18 hotels found in violation of food safety standards
Taipei, Jan. 12 (CNA) Eighteen hotels in Taiwan were found last year to have been in violation of food safety standards and were fined accordingly, the Food and Drug Administration (FDA) said Tuesday.
The FDA said it tested 215 food products at 208 hotels between August and October last year, and checked whether their food services were in compliance with two food management systems -- Hazard Analysis and Critical Control Points (HACCP) and Good Hygiene Practices (GHP).
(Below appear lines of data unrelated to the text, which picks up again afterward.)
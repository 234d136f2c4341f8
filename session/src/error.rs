//! Error types for configuration, storage, and the auth service client.

use std::path::PathBuf;

/// Startup configuration problems. All of them are fatal.
#[derive(Debug, thiserror::Error)]
pub enum ConfigError {
    /// The base URL variable is unset or blank.
    #[error("{var} is not set; point it at the authentication service")]
    MissingBaseUrl { var: &'static str },

    /// The base URL is not an `http://` or `https://` URL.
    #[error("invalid base URL: {0}")]
    InvalidBaseUrl(String),
}

/// Durable token storage failures.
#[derive(Debug, thiserror::Error)]
pub enum StorageError {
    /// Reading or writing the backing file failed.
    #[error("storage I/O failed at {}: {source}", .path.display())]
    Io {
        path: PathBuf,
        #[source]
        source: std::io::Error,
    },

    /// The backing file exists but is not a JSON object of strings.
    #[error("storage file {} is corrupt: {source}", .path.display())]
    Corrupt {
        path: PathBuf,
        #[source]
        source: serde_json::Error,
    },
}

/// Errors produced by calls to the authentication service.
#[derive(Debug, thiserror::Error)]
pub enum ApiError {
    /// The underlying HTTP client could not be constructed.
    #[error("HTTP client build failed: {0}")]
    HttpClientBuild(String),

    /// The request never produced a response (connect, timeout, TLS).
    #[error("request failed: {0}")]
    Request(String),

    /// The service answered with a non-success status.
    #[error("server returned status {status}: {}", .detail.as_deref().unwrap_or("no detail"))]
    Status { status: u16, detail: Option<String> },

    /// The response body did not match the expected shape.
    #[error("response parse failed: {0}")]
    Parse(String),
}

impl ApiError {
    /// Message suitable for showing to the user.
    ///
    /// Prefers the service's own `detail` text over the generic rendering.
    #[must_use]
    pub fn user_message(&self) -> String {
        match self {
            Self::Status { detail: Some(detail), .. } => detail.clone(),
            other => other.to_string(),
        }
    }

    /// HTTP status, when the service answered at all.
    #[must_use]
    pub fn status(&self) -> Option<u16> {
        match self {
            Self::Status { status, .. } => Some(*status),
            _ => None,
        }
    }
}

/// Failures surfaced by `SessionStore::login` and `SessionStore::register`.
#[derive(Debug, thiserror::Error)]
pub enum SessionError {
    #[error(transparent)]
    Api(#[from] ApiError),

    #[error("could not persist token: {0}")]
    Storage(#[from] StorageError),
}

impl SessionError {
    /// Message suitable for showing to the user.
    #[must_use]
    pub fn user_message(&self) -> String {
        match self {
            Self::Api(err) => err.user_message(),
            Self::Storage(_) => self.to_string(),
        }
    }
}

#[cfg(test)]
#[path = "error_test.rs"]
mod tests;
It found that expired food products were being served or stored at 13 of the hotels, while foods at four of the hotels contained excessive levels of contaminants and one hotel failed to correct previous HACCP violations within the allotted time.
In total, the FDA said, it had imposed some NT$1.065 million (US$38,010) in fines for the violations.
The tests found that bean curd strips offered at the Ambassador Hotel Taipei contained hydrogen peroxide, a bleaching agent and anti-bacterial compound, while the bean curd at the Harbor View Hotel in Keelung contained benzoic acid, a food preservative, the FDA said.
The tests also revealed excessive levels of E. coli bacteria in salads served at the Lishiuan International Hotel in Hualien County and at the Park City Hotel in New Taipei's Luzhou District, according to the FDA, which said it had imposed fines of between NT$15,000 and NT$30,000 to each of the four hotels.
The Wen Wan Resort, located on Sun Moon Lake in Nantou County, was fined NT$120,000 after it was found for the second time to have multiple expired food products in stock, including bread, fish balls, soy sauce, Japanese dressing and broad bean chili sauce, the agency said.
Another 13 hotels, including the Wellspring by Silks in Yilan County, the Zhongzheng Road branch of Hualien's Just Sleep Hotel, the Hoya Resort Hotel Hualien and the Papago International Resort in Taitung County, were found to be keeping expired food items, which resulted in their being fined between NT$30,000 and NT$60,000, the FDA said.
Among the most common expired food items were things including thick soy sauce, bread crumbs, peanut butter and steak sauce, Wei Wen-chin (魏文進), a division chief at the FDA, told CNA.